Olash is a coastal village in Jagatsinghpur district of Odisha, India. It is a village having a population of about 1,000 people, and is located about 30 km from the district town of Jagatsinghpur on the Cuttack–Naharana road, about 5 km from the Bay of Bengal to the east. The village is known for paddy and Chilly cultivation.

This village comes under "Apandara" Panchayat which falls under "Balikuda-Erasama" constituencies of Jagatsinghpur, Odisha, India. There are 140+ families in this village. The shape as in map looks like a square. It has two entrances and both are open to east of the village. It consists of 5 divisions i.e. Danda Sahi, Tala Sahi, Gaon upara, Matha Sahi and Chhaka Upara, In the heart of the village "Lotus Club" and Olash primary school are situated.

On the western side of the village, the Mugura Nali is located, which is a distributary associated with the Devi River and was used to drain off tidal saline water. The flow of water in this distributary became less after an embankment (or bandh) had been built. For controlling floods and maintaining water flow, there were plans to build an anicut.

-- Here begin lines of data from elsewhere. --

//! CLI integration tests
use predicates::prelude::*;
use tempfile::TempDir;

fn cmd() -> assert_cmd::Command {
    assert_cmd::cargo::cargo_bin_cmd!("ovex")
}

fn get_fixture_path(name: &str) -> String {
    format!("../../tests/fixtures/{}", name)
}

/// A command whose store lives in `tmp`.
fn isolated(tmp: &TempDir) -> assert_cmd::Command {
    let mut command = cmd();
    command.arg("--store").arg(tmp.path().join("storage.json"));
    command
}

#[test]
fn test_cli_extract_markdown() {
    cmd()
        .args(["extract", &get_fixture_path("overview_expanded.html")])
        .assert()
        .success()
        .stdout(predicate::str::starts_with("# AI Overview"))
        .stdout(predicate::str::contains("## Sources"))
        .stdout(predicate::str::contains("Rust (programming language) - Wikipedia"));
}

#[test]
fn test_cli_extract_with_page_url() {
    cmd()
        .args(["extract", "--page-url", "https://www.google.com/search?q=rust+ownership"])
        .arg(get_fixture_path("overview_expanded.html"))
        .assert()
        .success()
        .stdout(predicate::str::contains("**Search Query:** rust ownership"));
}

#[test]
fn test_cli_extract_stdin() {
    let html = std::fs::read_to_string(get_fixture_path("overview_expanded.html")).unwrap();
    cmd()
        .args(["extract", "-"])
        .write_stdin(html)
        .assert()
        .success()
        .stdout(predicate::str::contains("Ownership is the set of rules"));
}

#[test]
fn test_cli_extract_html_format() {
    cmd()
        .args(["extract", "-f", "html", &get_fixture_path("overview_expanded.html")])
        .assert()
        .success()
        .stdout(predicate::str::contains("<strong>"))
        .stdout(predicate::str::contains("class=").not());
}

#[test]
fn test_cli_extract_json_format() {
    let output = cmd()
        .args(["extract", "-f", "json", &get_fixture_path("overview_expanded.html")])
        .output()
        .unwrap();
    assert!(output.status.success());

    let json: serde_json::Value = serde_json::from_slice(&output.stdout).unwrap();
    assert_eq!(json["sources"].as_array().unwrap().len(), 3);
    assert!(json.get("htmlContent").is_some());
}

#[test]
fn test_cli_extract_output_and_download() {
    let tmp = TempDir::new().unwrap();
    let output = tmp.path().join("overview.md");
    let downloads = tmp.path().join("downloads");

    cmd()
        .args(["extract", "-o", output.to_str().unwrap(), "--download", downloads.to_str().unwrap()])
        .arg(get_fixture_path("overview_expanded.html"))
        .assert()
        .success();

    assert!(output.exists());
    let saved: Vec<_> = std::fs::read_dir(&downloads).unwrap().collect();
    assert_eq!(saved.len(), 1);
}

#[test]
fn test_cli_extract_without_container() {
    let tmp = TempDir::new().unwrap();
    let page = tmp.path().join("plain.html");
    std::fs::write(&page, "<html><body><p>No overview here</p></body></html>").unwrap();

    cmd()
        .args(["extract", page.to_str().unwrap()])
        .assert()
        .failure()
        .stderr(predicate::str::contains("No AI overview container"));
}

#[test]
fn test_cli_invalid_file() {
    cmd().args(["extract", "/nonexistent/file.html"]).assert().failure();
}

#[test]
fn test_cli_invalid_format() {
    cmd()
        .args(["extract", "-f", "pdf", &get_fixture_path("overview.html")])
        .assert()
        .failure()
        .stderr(predicate::str::contains("Invalid format"));
}

#[test]
fn test_cli_send_without_webhook() {
    let tmp = TempDir::new().unwrap();
    isolated(&tmp)
        .args(["extract", "--send", &get_fixture_path("overview_expanded.html")])
        .assert()
        .failure()
        .stderr(predicate::str::contains("Webhook is not configured"));
}

#[test]
fn test_cli_settings_roundtrip() {
    let tmp = TempDir::new().unwrap();

    isolated(&tmp).args(["settings", "set", "autoSendWebhook", "true"]).assert().success();
    isolated(&tmp)
        .args(["settings", "show"])
        .assert()
        .success()
        .stdout(predicate::str::contains(r#""autoSendWebhook": true"#));

    isolated(&tmp).args(["settings", "reset"]).assert().success();
    isolated(&tmp)
        .args(["settings", "show"])
        .assert()
        .success()
        .stdout(predicate::str::contains(r#""autoSendWebhook": false"#));
}

#[test]
fn test_cli_settings_rejects_non_boolean_flag() {
    let tmp = TempDir::new().unwrap();
    isolated(&tmp).args(["settings", "set", "autoExpandSources", "yes"]).assert().failure();
}

#[test]
fn test_cli_settings_import_validates() {
    let tmp = TempDir::new().unwrap();

    isolated(&tmp)
        .args(["settings", "import", "-"])
        .write_stdin(r#"{"autoExpandOverviews": true}"#)
        .assert()
        .failure();

    isolated(&tmp)
        .args(["settings", "import", "-"])
        .write_stdin(r#"{"autoExpandOverviews": true, "autoExpandSources": true, "autoSendWebhook": false}"#)
        .assert()
        .success();
}

#[test]
fn test_cli_webhook_set_show_remove() {
    let tmp = TempDir::new().unwrap();

    isolated(&tmp)
        .args(["webhook", "set", "http://example.com/hook"])
        .assert()
        .failure()
        .stderr(predicate::str::contains("Invalid webhook URL"));

    isolated(&tmp).args(["webhook", "set", "http://localhost:3000/hook"]).assert().success();
    isolated(&tmp)
        .args(["webhook", "show"])
        .assert()
        .success()
        .stdout(predicate::str::contains("http://localhost:3000/hook"));

    isolated(&tmp).args(["webhook", "remove"]).assert().success();
    isolated(&tmp)
        .args(["webhook", "show"])
        .assert()
        .success()
        .stdout(predicate::str::is_empty());
}

#[test]
fn test_cli_automate_with_automation_disabled() {
    let tmp = TempDir::new().unwrap();
    isolated(&tmp)
        .args(["automate", &get_fixture_path("overview_expanded.html")])
        .assert()
        .success()
        .stdout(predicate::str::contains("COMPLETED"));
}

#[test]
fn test_cli_automate_json() {
    let tmp = TempDir::new().unwrap();
    let output = isolated(&tmp)
        .args(["automate", "--json", &get_fixture_path("overview_expanded.html")])
        .output()
        .unwrap();
    assert!(output.status.success());

    let json: serde_json::Value = serde_json::from_slice(&output.stdout).unwrap();
    assert_eq!(json["state"], "COMPLETED");
    assert_eq!(json["breakers"].as_array().unwrap().len(), 3);
}

#[test]
fn test_cli_message_ack() {
    let tmp = TempDir::new().unwrap();
    isolated(&tmp)
        .args(["message", r#"{"type":"SETTINGS_RESET"}"#])
        .assert()
        .success()
        .stdout(predicate::str::contains(r#"{"success":true}"#));

    isolated(&tmp).args(["message", r#"{"type":"UNKNOWN"}"#]).assert().failure();
}

#[test]
fn test_cli_completions() {
    cmd()
        .args(["completions", "bash"])
        .assert()
        .success()
        .stdout(predicate::str::contains("ovex"));
}

#[test]
fn test_cli_verbose() {
    cmd()
        .env_remove("RUST_LOG")
        .args(["-v", "extract", &get_fixture_path("overview_expanded.html")])
        .assert()
        .success()
        .stderr(predicate::str::contains("Extraction Details"))
        .stderr(predicate::str::contains("snapshot loaded"))
        .stderr(predicate::str::contains("overview extracted"));
}

#[test]
fn test_cli_version() {
    cmd()
        .arg("--version")
        .assert()
        .success()
        .stdout(predicate::str::contains(env!("CARGO_PKG_VERSION")));
}
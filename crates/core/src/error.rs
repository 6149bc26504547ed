//! Error types for ovex operations.
//!
//! This module defines the main error type [`OvexError`] which represents
//! every failure that can occur while detecting, expanding, extracting or
//! delivering an AI overview panel.
//!
//! Webhook delivery is the exception: it always resolves to a
//! [`WebhookResult`](crate::webhook::WebhookResult) and never returns `Err`.
//!
//! # Example
//!
//! ```rust
//! use ovex_core::{OvexError, Result};
//!
//! fn require_container(html: Option<String>) -> Result<String> {
//!     html.ok_or(OvexError::ContainerNotFound)
//! }
//! ```

use std::path::PathBuf;

use thiserror::Error;

/// Main error type for ovex operations.
#[derive(Error, Debug)]
pub enum OvexError {
    /// HTTP request errors from reqwest.
    #[error("HTTP request failed: {0}")]
    HttpError(#[from] reqwest::Error),

    /// Request timeout.
    ///
    /// Returned when fetching a page snapshot exceeds the configured timeout.
    #[error("Request timed out after {timeout_ms} ms")]
    Timeout { timeout_ms: u64 },

    /// Invalid URL provided.
    #[error("Invalid URL: {0}")]
    InvalidUrl(String),

    /// A webhook URL failed validation (must be https, or http on a local host).
    #[error("Invalid webhook URL: {0}. Expected format: https://...")]
    InvalidWebhookUrl(String),

    /// No webhook URL has been saved.
    #[error("Webhook is not configured. Set the webhook URL in the settings.")]
    WebhookNotConfigured,

    /// HTML parsing errors.
    ///
    /// Returned when HTML cannot be parsed or a CSS selector is invalid.
    #[error("Failed to parse HTML: {0}")]
    HtmlParseError(String),

    /// Key-value storage errors.
    #[error("Storage error: {0}")]
    StorageError(String),

    /// JSON (de)serialization errors.
    #[error("Serialization error: {0}")]
    Serialization(#[from] serde_json::Error),

    /// A snapshot file does not exist.
    #[error("File not found: {0}")]
    FileNotFound(PathBuf),

    /// File I/O errors.
    #[error("I/O error: {0}")]
    Io(#[from] std::io::Error),

    /// The circuit breaker guarding `module` is open and its cooldown has not expired.
    #[error("Circuit breaker OPEN for {module}")]
    CircuitOpen { module: String },

    /// A readiness signal did not arrive in time.
    #[error("{stage} was not signalled ready within {waited_ms} ms")]
    ReadinessTimeout { stage: String, waited_ms: u64 },

    /// A pipeline stage exceeded its time budget.
    #[error("Stage {stage} timed out after {timeout_ms} ms")]
    StageTimeout { stage: String, timeout_ms: u64 },

    /// An element locator no longer resolves in the current document.
    #[error("Element #{ordinal} is no longer in the document")]
    StaleElement { ordinal: usize },

    /// The host page refused a synthetic event.
    #[error("Dispatching {method} failed: {reason}")]
    DispatchFailed { method: String, reason: String },

    /// The AI overview container is absent from the page.
    #[error("AI overview container not found")]
    ContainerNotFound,

    /// A container hand-off callback failed.
    #[error("Container processing failed: {0}")]
    Callback(String),
}

/// Result type alias for OvexError.
pub type Result<T> = std::result::Result<T, OvexError>;

#[cfg(test)]
mod tests {
    use super::*;

    #[test]
    fn test_error_display() {
        let err = OvexError::InvalidUrl("not a url".to_string());
        assert!(err.to_string().contains("Invalid URL"));
    }

    #[test]
    fn test_circuit_open_names_module() {
        let err = OvexError::CircuitOpen { module: "sources".to_string() };
        assert_eq!(err.to_string(), "Circuit breaker OPEN for sources");
    }

    #[test]
    fn test_readiness_timeout_error() {
        let err = OvexError::ReadinessTimeout { stage: "webhook".to_string(), waited_ms: 1500 };
        assert!(err.to_string().contains("webhook"));
        assert!(err.to_string().contains("1500"));
    }

    #[test]
    fn test_webhook_url_error_mentions_format() {
        let err = OvexError::InvalidWebhookUrl("ftp://x".to_string());
        assert!(err.to_string().contains("https://"));
    }
}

"Maa Budhi Sahadei" is the worshiped Goddess of the village. She is the living goddess for the villagers and they offer prasad by one family daily on a rotation basis and chronologically. A priest is appointed for the worship of daily deeds of the Goddess for a remuneration by the villagers. Non-veg is allowed here and also in each full moon day, the Goddess is being offered Prasad (flatted rice, Pudding and Dalma - a unique each odia's favourite and delicious food that is made out of a mix of dal, some vegetables and ghee). Once in each year, for the occasion of Marjana (Holiness) of the Goddess, the villagers contribute for a festival in the temple premise.

Most of the villagers are farmers. There are different types of Self-Help-Groups created by the village women by which they are living in a good economic standard and also they are working on some developmental works for the village. This village is well connected to roads and the good communication facility to all across the Market has made the business of produced agricultural products more feasible to earn a handsome return for the farmers.

The villagers also celebrate a lot of festivals including Dussehra, Raja, Kumar purnima, Dola, Manabasa, Panchuka, Saraswati Puja, Ganesh Puja, Akasatana, Janmastami, Agni Ustav, and many more.